One item which was not mentioned is the production of biochar from logging debris. Also described in the LSJ there is a new biochar maker being marketed by Tigercat. As described in their brochure the 6050 Carbonator is an advanced, cost-effective and environmentally friendly wood debris conversion system. The 6050 accepts logs, limbs, brush, stumps, yard waste, pallets, clean lumber and other clean wood-based material. It has a high throughput rate with no material pre-processing required along with a large blower to regulate air for re-combustion.

READ MORE: Community forests have many advantages for rural communities

I would like to thank Erin Robinson for her comments as well as the following paragraph.
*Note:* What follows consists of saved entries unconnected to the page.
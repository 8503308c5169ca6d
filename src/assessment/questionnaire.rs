//! Reference question bank: identifiers and scoring tags only. Question wording
//! lives with the presentation layer.

use super::domain::{Answer, Category};
use serde::Serialize;

#[derive(Debug, Clone, Copy, PartialEq, Eq, Hash, Serialize)]
#[serde(rename_all = "snake_case")]
pub enum QuestionSection {
    Psychometric,
    Technical,
    Wiscar,
}

impl QuestionSection {
    pub const fn label(self) -> &'static str {
        match self {
            Self::Psychometric => "Psychometric Fit",
            Self::Technical => "Technical Readiness",
            Self::Wiscar => "WISCAR Framework",
        }
    }
}

#[derive(Debug, Clone, Copy, PartialEq, Eq, Serialize)]
pub struct QuestionSpec {
    pub id: &'static str,
    pub section: QuestionSection,
    pub category: Category,
    pub construct: &'static str,
}

impl QuestionSpec {
    pub fn answer(&self, value: i32) -> Answer {
        Answer::for_category(self.id, value, self.category)
    }
}

const fn question(
    id: &'static str,
    section: QuestionSection,
    category: Category,
    construct: &'static str,
) -> QuestionSpec {
    QuestionSpec {
        id,
        section,
        category,
        construct,
    }
}

const REFERENCE_QUESTIONS: [QuestionSpec; 18] = [
    question("psych_1", QuestionSection::Psychometric, Category::Interest, "intrinsic_motivation"),
    question("psych_2", QuestionSection::Psychometric, Category::Personality, "openness_creativity"),
    question("psych_3", QuestionSection::Psychometric, Category::Motivation, "grit_persistence"),
    question("psych_4", QuestionSection::Psychometric, Category::CognitiveStyle, "learning_preference"),
    question("psych_5", QuestionSection::Psychometric, Category::CognitiveStyle, "spatial_reasoning"),
    question("psych_6", QuestionSection::Psychometric, Category::Motivation, "motivation_type"),
    question("tech_1", QuestionSection::Technical, Category::DomainKnowledge, "3d_fundamentals"),
    question("tech_2", QuestionSection::Technical, Category::Prerequisite, "math_spatial"),
    question("tech_3", QuestionSection::Technical, Category::DomainKnowledge, "texturing_concepts"),
    question("tech_4", QuestionSection::Technical, Category::Aptitude, "logical_reasoning"),
    question("tech_5", QuestionSection::Technical, Category::Aptitude, "pattern_recognition"),
    question("tech_6", QuestionSection::Technical, Category::DomainKnowledge, "rendering_concepts"),
    question("wiscar_1", QuestionSection::Wiscar, Category::Will, "time_commitment"),
    question("wiscar_2", QuestionSection::Wiscar, Category::Interest, "natural_engagement"),
    question("wiscar_3", QuestionSection::Wiscar, Category::Skill, "technical_foundation"),
    question("wiscar_4", QuestionSection::Wiscar, Category::Cognitive, "analytical_thinking"),
    question("wiscar_5", QuestionSection::Wiscar, Category::Ability, "growth_mindset"),
    question("wiscar_6", QuestionSection::Wiscar, Category::RealWorld, "career_awareness"),
];

/// The eighteen-item question set the scoring rubric was calibrated against.
pub fn reference_questions() -> &'static [QuestionSpec] {
    &REFERENCE_QUESTIONS
}

pub fn find_question(id: &str) -> Option<&'static QuestionSpec> {
    REFERENCE_QUESTIONS.iter().find(|question| question.id == id)
}

/// Answers every reference question with the same option index.
pub fn uniform_answers(value: i32) -> Vec<Answer> {
    REFERENCE_QUESTIONS
        .iter()
        .map(|question| question.answer(value))
        .collect()
}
The Province of B.C. is facing significant challenges including: milder winters, increased insect occurrence (and other forest pathogens), longer and more intense wildfire seasons, and dramatically increased flooding events. Large scale disturbances have put pressure on traditional forestry methods and are forcing industry and land managers to reconsider how forest ecosystems are managed.

It’s important we have a road-map for moving from traditional forestry to new and innovative methods, and the City of Quesnel’s FIP, along with project partners, is creating a plan for their community that can be rolled-up to the regional and provincial levels. Learning from Quesnel’s FIP, over time will provide guidance on how forest product manufacturing processes can be innovated to respond to the types of fibre B.C.’c Central Interior forests provide now and into the future.

Jim Hilton is a professional agrologist and forester who has lived and worked in the Cariboo Chilcotin for the past 40 years. Now retired, Hilton still volunteers his skills with local community forests organizations.